Without sounding like I'm trying to flame you (honestly I'm not) I think that kind of reasoning is ridicoulous. Even a lot of the pro's do some upper body workouts. You use your upper body when you ride also. It's the type of lifting you chose to do. High intensity lower weight workouts that keep your muscle mass low but strength at a decent level is going to benefit you all around. You'll burn more calories keeping your body fat down for one thing and your posture, core strength, etc. will all benefit. Just keep it light but challenging. But to say it's going to hurt your cycling I think is misnomer. Just be careful on the type of lifting you do.
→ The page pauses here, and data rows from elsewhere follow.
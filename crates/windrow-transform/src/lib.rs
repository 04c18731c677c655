//! # windrow-transform
//!
//! Row post-processing for windrow: fill-down of merged-cell values,
//! flattening of repeated section headings, and row-to-object
//! conversion. Each transform is a small stateful struct driven
//! row-by-row, matching the pull-based delivery of the scan.

mod error;
mod repeat_cell;
mod repeat_heading;
mod row_object;

pub use error::{TransformError, TransformResult};
pub use repeat_cell::RepeatCell;
pub use repeat_heading::RepeatHeading;
pub use row_object::{datum_value, RowObjector};
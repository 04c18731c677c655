//! Heading/table state machine

use crate::cell::{Datum, Row};
use crate::options::{CellBounds, Heading};

/// Where the filter is in the document
#[derive(Debug, Clone, Copy, PartialEq, Eq)]
enum Phase {
    /// Discarding rows until the configured heading text appears
    SeekHeading,
    /// Heading found (or none configured); waiting for the first row
    /// whose length fits the cell-count window
    SeekTable,
    /// Inside the data table
    InTable,
    /// Table ended; everything else is discarded
    Done,
}

/// Decides which assembled rows belong to the data table
///
/// The filter moves through `SeekHeading -> SeekTable -> InTable -> Done`
/// as rows are examined. All of its state lives here so the transitions
/// can be unit-tested without a scan loop.
#[derive(Debug)]
pub struct TableFilter {
    heading: Option<Heading>,
    stop_heading: Option<Heading>,
    bounds: CellBounds,
    subheadings: bool,
    repeating: bool,
    phase: Phase,
    header_row: Option<Row>,
}

impl TableFilter {
    /// Create a filter; `SeekHeading` is skipped when no heading is set
    pub fn new(
        heading: Option<Heading>,
        stop_heading: Option<Heading>,
        bounds: CellBounds,
        subheadings: bool,
        repeating: bool,
    ) -> Self {
        let phase = if heading.is_some() {
            Phase::SeekHeading
        } else {
            Phase::SeekTable
        };
        Self {
            heading,
            stop_heading,
            bounds,
            subheadings,
            repeating,
            phase,
            header_row: None,
        }
    }

    /// Whether the table has ended; the caller may stop assembling early
    pub fn is_done(&self) -> bool {
        self.phase == Phase::Done
    }

    /// Examine a completed row and decide whether to emit it
    ///
    /// The row that matches the heading, the row that triggers the stop
    /// condition, and everything outside the table window are rejected.
    pub fn examine(&mut self, row: &Row) -> bool {
        match self.phase {
            Phase::SeekHeading => {
                if matches_first_cell(&self.heading, row) {
                    self.phase = Phase::SeekTable;
                }
                false
            }
            Phase::SeekTable => {
                if self.length_ok(row.len()) {
                    self.phase = Phase::InTable;
                    self.accept(row)
                } else {
                    false
                }
            }
            Phase::InTable => {
                if !self.length_ok(row.len()) || matches_first_cell(&self.stop_heading, row) {
                    self.phase = Phase::Done;
                    false
                } else {
                    self.accept(row)
                }
            }
            Phase::Done => false,
        }
    }

    /// Row length check, with the one-cell subheading allowance
    fn length_ok(&self, len: usize) -> bool {
        self.bounds.contains(len) || (self.subheadings && len == 1)
    }

    /// Repeating-header suppression over an otherwise accepted row
    fn accept(&mut self, row: &Row) -> bool {
        if !self.repeating {
            return true;
        }
        match &self.header_row {
            None => {
                // First accepted row entering the table is the header
                self.header_row = Some(row.clone());
                true
            }
            Some(header) => header != row,
        }
    }
}

/// Match a heading against a row's first cell
///
/// Only text cells can match; an empty row never matches.
fn matches_first_cell(heading: &Option<Heading>, row: &Row) -> bool {
    let Some(heading) = heading else {
        return false;
    };
    match row.first() {
        Some(Datum::Text(text)) => heading.matches(text),
        _ => false,
    }
}

#[cfg(test)]
mod tests {
    use super::*;
    use crate::options::Heading;

    fn text_row(cells: &[&str]) -> Row {
        cells.iter().map(|s| Datum::Text(s.to_string())).collect()
    }

    fn filter(heading: Option<&str>, stop: Option<&str>, min: usize) -> TableFilter {
        TableFilter::new(
            heading.map(Heading::exact),
            stop.map(Heading::exact),
            CellBounds::new(min, 256),
            false,
            false,
        )
    }

    #[test]
    fn test_no_heading_starts_at_table() {
        let mut f = filter(None, None, 2);
        assert!(!f.examine(&text_row(&["only one"])));
        assert!(f.examine(&text_row(&["Name", "Age"])));
        assert!(f.examine(&text_row(&["Al", "30"])));
    }

    #[test]
    fn test_heading_gates_the_table() {
        let mut f = filter(Some("H"), None, 2);

        // Rows before the heading are discarded even when they fit
        assert!(!f.examine(&text_row(&["a", "b"])));
        // The heading row itself is not emitted
        assert!(!f.examine(&text_row(&["H"])));
        // First fitting row starts the table
        assert!(f.examine(&text_row(&["Name", "Age"])));
        assert!(f.examine(&text_row(&["Al", "30"])));
    }

    #[test]
    fn test_stop_heading_ends_the_table() {
        let mut f = filter(Some("H"), Some("S"), 2);
        assert!(!f.examine(&text_row(&["H"])));
        assert!(f.examine(&text_row(&["Name", "Age"])));
        // The stop row is not emitted and ends the table
        assert!(!f.examine(&text_row(&["S", "ignored"])));
        assert!(f.is_done());
        assert!(!f.examine(&text_row(&["late", "row"])));
    }

    #[test]
    fn test_short_row_ends_the_table() {
        let mut f = filter(None, None, 2);
        assert!(f.examine(&text_row(&["Name", "Age"])));
        assert!(!f.examine(&text_row(&["stray"])));
        assert!(f.is_done());
        assert!(!f.examine(&text_row(&["more", "data"])));
    }

    #[test]
    fn test_empty_row_never_matches_heading() {
        let mut f = filter(Some("H"), None, 1);
        assert!(!f.examine(&Row::new()));
        assert!(!f.is_done());
    }

    #[test]
    fn test_repeating_header_suppressed() {
        let mut f = TableFilter::new(None, None, CellBounds::new(2, 256), false, true);
        let header = text_row(&["Name", "Age"]);

        assert!(f.examine(&header));
        assert!(f.examine(&text_row(&["Al", "30"])));
        // Verbatim repeat of the header is suppressed
        assert!(!f.examine(&header));
        // A different row of the same length is not
        assert!(f.examine(&text_row(&["Bo", "41"])));
    }

    #[test]
    fn test_subheading_rows_pass_the_window() {
        let mut f = TableFilter::new(None, None, CellBounds::new(2, 256), true, false);
        assert!(f.examine(&text_row(&["Name", "Age"])));
        // One-cell section heading neither ends the table nor is dropped
        assert!(f.examine(&text_row(&["Adams County"])));
        assert!(f.examine(&text_row(&["Al", "30"])));
    }
}
//! Core state types for the projectile simulation.
//!
//! `PhysicalState` is the minimal set of scalars needed to resume the
//! simulation at any instant; `SimulationHistory` is the recorded time
//! series produced by a full run.

use nalgebra::Vector2;

/// Planar state of the projectile: position (m) and velocity (m/s).
///
/// Created once from the initial conditions and mutated in place by each
/// integrator step. All components are finite for any finite inputs.
#[derive(Debug, Clone, Copy, PartialEq)]
pub struct PhysicalState {
    pub x: f64,  // horizontal position
    pub z: f64,  // vertical position
    pub vx: f64, // horizontal velocity
    pub vz: f64, // vertical velocity
}

impl PhysicalState {
    pub fn new(x: f64, z: f64, vx: f64, vz: f64) -> Self {
        Self { x, z, vx, vz }
    }

    /// Velocity as a (horizontal, vertical) vector.
    pub fn velocity(&self) -> Vector2<f64> {
        Vector2::new(self.vx, self.vz)
    }

    /// Speed magnitude (m/s).
    pub fn speed(&self) -> f64 {
        self.velocity().norm()
    }
}

/// Recorded trajectory of one run: four state sequences plus elapsed
/// time, all index-aligned and of length `steps + 1` (the initial sample
/// at t = 0 is included).
#[derive(Debug, Clone)]
pub struct SimulationHistory {
    x: Vec<f64>,
    z: Vec<f64>,
    vx: Vec<f64>,
    vz: Vec<f64>,
    t: Vec<f64>,
}

impl SimulationHistory {
    /// History seeded with the initial state at t = 0.
    pub fn seeded(initial: &PhysicalState) -> Self {
        Self {
            x: vec![initial.x],
            z: vec![initial.z],
            vx: vec![initial.vx],
            vz: vec![initial.vz],
            t: vec![0.0],
        }
    }

    /// Append the post-step state and the new elapsed time.
    ///
    /// Called exactly once per completed step, strictly after the
    /// integrator has advanced the state. Time accumulates as
    /// `previous + dt` rather than `step * dt`, matching the recorded
    /// series the rest of the system consumes.
    pub fn record(&mut self, state: &PhysicalState, dt: f64) {
        self.x.push(state.x);
        self.z.push(state.z);
        self.vx.push(state.vx);
        self.vz.push(state.vz);
        let last = *self.t.last().unwrap_or(&0.0);
        self.t.push(last + dt);
    }

    /// Number of recorded samples (steps + 1).
    pub fn len(&self) -> usize {
        self.t.len()
    }

    pub fn is_empty(&self) -> bool {
        self.t.is_empty()
    }

    pub fn x(&self) -> &[f64] {
        &self.x
    }

    pub fn z(&self) -> &[f64] {
        &self.z
    }

    pub fn vx(&self) -> &[f64] {
        &self.vx
    }

    pub fn vz(&self) -> &[f64] {
        &self.vz
    }

    pub fn t(&self) -> &[f64] {
        &self.t
    }

    /// Elapsed time of the last recorded sample.
    pub fn final_time(&self) -> f64 {
        *self.t.last().unwrap_or(&0.0)
    }
}
/// Physical constants and default initial conditions

/// Gravitational acceleration (m/s²) used when no value is supplied
pub const DEFAULT_GRAVITY: f64 = 9.8;

/// Default launch position (m)
pub const DEFAULT_X: f64 = 0.0;
pub const DEFAULT_Z: f64 = 0.0;

/// Default launch velocity components (m/s)
pub const DEFAULT_VX: f64 = 10.0;
pub const DEFAULT_VZ: f64 = 10.0;

/// Default drag coefficient (kg/m), multiplies velocity squared
pub const DEFAULT_DRAG: f64 = 0.5;

/// Default integration time step (s)
pub const DEFAULT_DT: f64 = 0.01;

/// Default total simulated time (s)
pub const DEFAULT_TF: f64 = 5.0;

/// Default projectile mass (kg)
pub const DEFAULT_MASS: f64 = 1.0;

/// Number of values in an initial-condition tuple:
/// (x, z, vx, vz, u, dt, tf, m, g)
pub const INPUT_VALUE_COUNT: usize = 9;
No reason to pound out 250pound bench presses if you don't care (I do, but I'm a little vane and like the cut look I've got on my bod, but a lot of people can care less and that's fine) about being really strong in your upper body.

Also, depends on the type of cycling and how you live your life. I don't race and very few people I know do. My best friend is a triathelete and lifts on a regular basis between his riding, swimming, and running. He's 145 pounds at 5'8" and is a powerhouse compared to me. He can run ten miles without thinking about it, often places top five in his age and weight classes, and has great overall body strength. He lifts because it has greatly increased his overall abilities. Myself, I'm an adventure nut. I ride road around 150-200 miles a week, MTB once a week at around 20 miles in the Sierras, do trail running, mountaineering, climbing, diving, etc. The weights benefit me in almost everything I do. 

Anyway, to automatically say that weights hurt cycling I think is false, it all depends on what you are doing.


----------



## Ridgetop (Mar 1, 2005)

*It's all location, no kids, and a fitness nut wife*



dagger said:


> That's a serious schedule you got there.


I'm blessed with a terrific location, close proximity to work (seven minute commute unless I ride my bike and then it's something like twenty), and a wife that's as fanatical as me without any kids to worry about. Also my job allows me a lot of time as by regulation I can't work more than 40 hours per week in my agency.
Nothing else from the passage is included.